▶ INFORMATION GIVEN:
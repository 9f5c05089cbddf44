use crate::domain::post::model::Post;
use crate::infra::config::RedditConfig;
use anyhow::{Context, Result};
use async_trait::async_trait;
use reqwest::Client;
use serde::Deserialize;
use std::sync::atomic::{AtomicUsize, Ordering};
use std::time::Duration;
use thiserror::Error;

/// 取得リクエストのタイムアウト（秒）
const REQUEST_TIMEOUT_SECS: u64 = 30;

/// 投稿取得の失敗理由
#[derive(Error, Debug)]
pub enum FetchError {
    /// 認証情報が設定されていない
    #[error("Reddit APIの認証情報が設定されていません: {name}")]
    MissingCredentials { name: &'static str },

    /// 通信エラー（接続失敗・タイムアウトなど）
    #[error("Reddit APIへのリクエストに失敗: {endpoint} - {source}")]
    Request {
        endpoint: String,
        #[source]
        source: reqwest::Error,
    },

    /// 成功以外のHTTPステータス（認証失敗・レート制限など）
    #[error("Reddit APIがエラーを返しました: {endpoint} (status {status})")]
    Status { endpoint: String, status: u16 },

    /// レスポンスの形式が想定と異なる
    #[error("Reddit APIのレスポンス解析に失敗: {endpoint} - {reason}")]
    Payload { endpoint: String, reason: String },

    /// 取得元が利用できない（モックなど）
    #[error("投稿の取得元が利用できません: {reason}")]
    Unavailable { reason: String },
}

/// 投稿取得元の抽象化トレイト
///
/// 実際のAPI通信とモック実装を統一的に扱うためのインターフェースです。
/// 失敗は `FetchError` として返し、空扱いにするかどうかは呼び出し側が決めます。
#[async_trait]
pub trait PostSource: Send + Sync {
    /// トピックを新しい順に検索して最大limit件の投稿を返す
    async fn search_posts(&self, topic: &str, limit: u32) -> Result<Vec<Post>, FetchError>;
}

// --- Reddit APIのレスポンス型 ---

#[derive(Debug, Deserialize)]
struct AccessTokenResponse {
    access_token: String,
}

#[derive(Debug, Deserialize)]
struct Listing {
    data: ListingData,
}

#[derive(Debug, Deserialize)]
struct ListingData {
    #[serde(default)]
    children: Vec<ListingChild>,
}

#[derive(Debug, Deserialize)]
struct ListingChild {
    data: Submission,
}

#[derive(Debug, Deserialize)]
struct Submission {
    #[serde(default)]
    title: String,
    #[serde(default)]
    selftext: String,
    #[serde(default)]
    url: String,
}

/// `reqwest` を使用したReddit検索クライアント（読み取り専用）
pub struct RedditClient {
    client: Client,
    config: RedditConfig,
}

impl RedditClient {
    /// 新しいクライアントを作成
    pub fn new(config: RedditConfig) -> Result<Self> {
        let client = Client::builder()
            .timeout(Duration::from_secs(REQUEST_TIMEOUT_SECS))
            .build()
            .context("HTTPクライアントの初期化に失敗")?;
        Ok(Self { client, config })
    }

    fn credentials(&self) -> Result<(&str, &str, &str), FetchError> {
        let client_id = self
            .config
            .client_id
            .as_deref()
            .ok_or(FetchError::MissingCredentials {
                name: "REDDIT_CLIENT_ID",
            })?;
        let client_secret =
            self.config
                .client_secret
                .as_deref()
                .ok_or(FetchError::MissingCredentials {
                    name: "REDDIT_CLIENT_SECRET",
                })?;
        let user_agent = self
            .config
            .user_agent
            .as_deref()
            .ok_or(FetchError::MissingCredentials {
                name: "REDDIT_USER_AGENT",
            })?;
        Ok((client_id, client_secret, user_agent))
    }

    /// アプリケーション専用（client_credentials）のアクセストークンを取得
    async fn fetch_access_token(
        &self,
        client_id: &str,
        client_secret: &str,
        user_agent: &str,
    ) -> Result<String, FetchError> {
        let endpoint = format!(
            "{}/api/v1/access_token",
            self.config.auth_base_url.trim_end_matches('/')
        );

        let response = self
            .client
            .post(&endpoint)
            .basic_auth(client_id, Some(client_secret))
            .header(reqwest::header::USER_AGENT, user_agent)
            .form(&[("grant_type", "client_credentials")])
            .send()
            .await
            .map_err(|source| FetchError::Request {
                endpoint: endpoint.clone(),
                source,
            })?;

        if !response.status().is_success() {
            return Err(FetchError::Status {
                endpoint,
                status: response.status().as_u16(),
            });
        }

        let token: AccessTokenResponse =
            response.json().await.map_err(|e| FetchError::Payload {
                endpoint: endpoint.clone(),
                reason: e.to_string(),
            })?;
        Ok(token.access_token)
    }
}

#[async_trait]
impl PostSource for RedditClient {
    async fn search_posts(&self, topic: &str, limit: u32) -> Result<Vec<Post>, FetchError> {
        let (client_id, client_secret, user_agent) = self.credentials()?;
        let token = self
            .fetch_access_token(client_id, client_secret, user_agent)
            .await?;

        // r/all 全体を対象に新しい順で検索する
        let endpoint = format!(
            "{}/r/all/search",
            self.config.api_base_url.trim_end_matches('/')
        );
        let limit = limit.to_string();

        let response = self
            .client
            .get(&endpoint)
            .bearer_auth(token)
            .header(reqwest::header::USER_AGENT, user_agent)
            .query(&[
                ("q", topic),
                ("sort", "new"),
                ("t", "all"),
                ("limit", limit.as_str()),
                ("restrict_sr", "false"),
                ("raw_json", "1"),
            ])
            .send()
            .await
            .map_err(|source| FetchError::Request {
                endpoint: endpoint.clone(),
                source,
            })?;

        if !response.status().is_success() {
            return Err(FetchError::Status {
                endpoint,
                status: response.status().as_u16(),
            });
        }

        let listing: Listing = response.json().await.map_err(|e| FetchError::Payload {
            endpoint: endpoint.clone(),
            reason: e.to_string(),
        })?;

        let posts = listing
            .data
            .children
            .into_iter()
            .map(|child| Post::new(child.data.title, child.data.selftext, child.data.url))
            .collect();

        Ok(posts)
    }
}

/// テスト用のモック取得元
///
/// 定義済みの投稿またはエラーを返し、呼び出し回数を記録します。
pub struct MockPostSource {
    /// モック時に返す投稿
    pub posts: Vec<Post>,
    /// 成功/失敗の制御
    pub should_succeed: bool,
    /// エラー時に返すメッセージ
    pub error_message: Option<String>,
    calls: AtomicUsize,
}

impl MockPostSource {
    /// 成功レスポンスを返すモックを作成
    pub fn new_success(posts: Vec<Post>) -> Self {
        Self {
            posts,
            should_succeed: true,
            error_message: None,
            calls: AtomicUsize::new(0),
        }
    }

    /// エラーを返すモックを作成
    pub fn new_error(error_message: &str) -> Self {
        Self {
            posts: Vec::new(),
            should_succeed: false,
            error_message: Some(error_message.to_string()),
            calls: AtomicUsize::new(0),
        }
    }

    /// search_postsが呼ばれた回数
    pub fn call_count(&self) -> usize {
        self.calls.load(Ordering::SeqCst)
    }
}

#[async_trait]
impl PostSource for MockPostSource {
    async fn search_posts(&self, _topic: &str, limit: u32) -> Result<Vec<Post>, FetchError> {
        self.calls.fetch_add(1, Ordering::SeqCst);

        if self.should_succeed {
            Ok(self.posts.iter().take(limit as usize).cloned().collect())
        } else {
            Err(FetchError::Unavailable {
                reason: self
                    .error_message
                    .clone()
                    .unwrap_or_else(|| "Mock fetch error".to_string()),
            })
        }
    }
}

▶ WHAT IS BEING ASKED: All of the records above should be repeated exactly.

▶ RESULT BELOW:
repository 9f5c05089cbddf44
use crate::domain::post::model::Post;
use crate::infra::config::RedditConfig;
use anyhow::{Context, Result};
use async_trait::async_trait;
use reqwest::Client;
use serde::Deserialize;
use std::sync::atomic::{AtomicUsize, Ordering};
use std::time::Duration;
use thiserror::Error;

/// 取得リクエストのタイムアウト（秒）
const REQUEST_TIMEOUT_SECS: u64 = 30;

/// 投稿取得の失敗理由
#[derive(Error, Debug)]
pub enum FetchError {
    /// 認証情報が設定されていない
    #[error("Reddit APIの認証情報が設定されていません: {name}")]
    MissingCredentials { name: &'static str },

    /// 通信エラー（接続失敗・タイムアウトなど）
    #[error("Reddit APIへのリクエストに失敗: {endpoint} - {source}")]
    Request {
        endpoint: String,
        #[source]
        source: reqwest::Error,
    },

    /// 成功以外のHTTPステータス（認証失敗・レート制限など）
    #[error("Reddit APIがエラーを返しました: {endpoint} (status {status})")]
    Status { endpoint: String, status: u16 },

    /// レスポンスの形式が想定と異なる
    #[error("Reddit APIのレスポンス解析に失敗: {endpoint} - {reason}")]
    Payload { endpoint: String, reason: String },

    /// 取得元が利用できない（モックなど）
    #[error("投稿の取得元が利用できません: {reason}")]
    Unavailable { reason: String },
}

/// 投稿取得元の抽象化トレイト
///
/// 実際のAPI通信とモック実装を統一的に扱うためのインターフェースです。
/// 失敗は `FetchError` として返し、空扱いにするかどうかは呼び出し側が決めます。
#[async_trait]
pub trait PostSource: Send + Sync {
    /// トピックを新しい順に検索して最大limit件の投稿を返す
    async fn search_posts(&self, topic: &str, limit: u32) -> Result<Vec<Post>, FetchError>;
}

// --- Reddit APIのレスポンス型 ---

#[derive(Debug, Deserialize)]
struct AccessTokenResponse {
    access_token: String,
}

#[derive(Debug, Deserialize)]
struct Listing {
    data: ListingData,
}

#[derive(Debug, Deserialize)]
struct ListingData {
    #[serde(default)]
    children: Vec<ListingChild>,
}

#[derive(Debug, Deserialize)]
struct ListingChild {
    data: Submission,
}

#[derive(Debug, Deserialize)]
struct Submission {
    #[serde(default)]
    title: String,
    #[serde(default)]
    selftext: String,
    #[serde(default)]
    url: String,
}

/// `reqwest` を使用したReddit検索クライアント（読み取り専用）
pub struct RedditClient {
    client: Client,
    config: RedditConfig,
}

impl RedditClient {
    /// 新しいクライアントを作成
    pub fn new(config: RedditConfig) -> Result<Self> {
        let client = Client::builder()
            .timeout(Duration::from_secs(REQUEST_TIMEOUT_SECS))
            .build()
            .context("HTTPクライアントの初期化に失敗")?;
        Ok(Self { client, config })
    }

    fn credentials(&self) -> Result<(&str, &str, &str), FetchError> {
        let client_id = self
            .config
            .client_id
            .as_deref()
            .ok_or(FetchError::MissingCredentials {
                name: "REDDIT_CLIENT_ID",
            })?;
        let client_secret =
            self.config
                .client_secret
                .as_deref()
                .ok_or(FetchError::MissingCredentials {
                    name: "REDDIT_CLIENT_SECRET",
                })?;
        let user_agent = self
            .config
            .user_agent
            .as_deref()
            .ok_or(FetchError::MissingCredentials {
                name: "REDDIT_USER_AGENT",
            })?;
        Ok((client_id, client_secret, user_agent))
    }

    /// アプリケーション専用（client_credentials）のアクセストークンを取得
    async fn fetch_access_token(
        &self,
        client_id: &str,
        client_secret: &str,
        user_agent: &str,
    ) -> Result<String, FetchError> {
        let endpoint = format!(
            "{}/api/v1/access_token",
            self.config.auth_base_url.trim_end_matches('/')
        );

        let response = self
            .client
            .post(&endpoint)
            .basic_auth(client_id, Some(client_secret))
            .header(reqwest::header::USER_AGENT, user_agent)
            .form(&[("grant_type", "client_credentials")])
            .send()
            .await
            .map_err(|source| FetchError::Request {
                endpoint: endpoint.clone(),
                source,
            })?;

        if !response.status().is_success() {
            return Err(FetchError::Status {
                endpoint,
                status: response.status().as_u16(),
            });
        }

        let token: AccessTokenResponse =
            response.json().await.map_err(|e| FetchError::Payload {
                endpoint: endpoint.clone(),
                reason: e.to_string(),
            })?;
        Ok(token.access_token)
    }
}

#[async_trait]
impl PostSource for RedditClient {
    async fn search_posts(&self, topic: &str, limit: u32) -> Result<Vec<Post>, FetchError> {
        let (client_id, client_secret, user_agent) = self.credentials()?;
        let token = self
            .fetch_access_token(client_id, client_secret, user_agent)
            .await?;

        // r/all 全体を対象に新しい順で検索する
        let endpoint = format!(
            "{}/r/all/search",
            self.config.api_base_url.trim_end_matches('/')
        );
        let limit = limit.to_string();

        let response = self
            .client
            .get(&endpoint)
            .bearer_auth(token)
            .header(reqwest::header::USER_AGENT, user_agent)
            .query(&[
                ("q", topic),
                ("sort", "new"),
                ("t", "all"),
                ("limit", limit.as_str()),
                ("restrict_sr", "false"),
                ("raw_json", "1"),
            ])
            .send()
            .await
            .map_err(|source| FetchError::Request {
                endpoint: endpoint.clone(),
                source,
            })?;

        if !response.status().is_success() {
            return Err(FetchError::Status {
                endpoint,
                status: response.status().as_u16(),
            });
        }

        let listing: Listing = response.json().await.map_err(|e| FetchError::Payload {
            endpoint: endpoint.clone(),
            reason: e.to_string(),
        })?;

        let posts = listing
            .data
            .children
            .into_iter()
            .map(|child| Post::new(child.data.title, child.data.selftext, child.data.url))
            .collect();

        Ok(posts)
    }
}

/// テスト用のモック取得元
///
/// 定義済みの投稿またはエラーを返し、呼び出し回数を記録します。
pub struct MockPostSource {
    /// モック時に返す投稿
    pub posts: Vec<Post>,
    /// 成功/失敗の制御
    pub should_succeed: bool,
    /// エラー時に返すメッセージ
    pub error_message: Option<String>,
    calls: AtomicUsize,
}

impl MockPostSource {
    /// 成功レスポンスを返すモックを作成
    pub fn new_success(posts: Vec<Post>) -> Self {
        Self {
            posts,
            should_succeed: true,
            error_message: None,
            calls: AtomicUsize::new(0),
        }
    }

    /// エラーを返すモックを作成
    pub fn new_error(error_message: &str) -> Self {
        Self {
            posts: Vec::new(),
            should_succeed: false,
            error_message: Some(error_message.to_string()),
            calls: AtomicUsize::new(0),
        }
    }

    /// search_postsが呼ばれた回数
    pub fn call_count(&self) -> usize {
        self.calls.load(Ordering::SeqCst)
    }
}

#[async_trait]
impl PostSource for MockPostSource {
    async fn search_posts(&self, _topic: &str, limit: u32) -> Result<Vec<Post>, FetchError> {
        self.calls.fetch_add(1, Ordering::SeqCst);

        if self.should_succeed {
            Ok(self.posts.iter().take(limit as usize).cloned().collect())
        } else {
            Err(FetchError::Unavailable {
                reason: self
                    .error_message
                    .clone()
                    .unwrap_or_else(|| "Mock fetch error".to_string()),
            })
        }
    }
}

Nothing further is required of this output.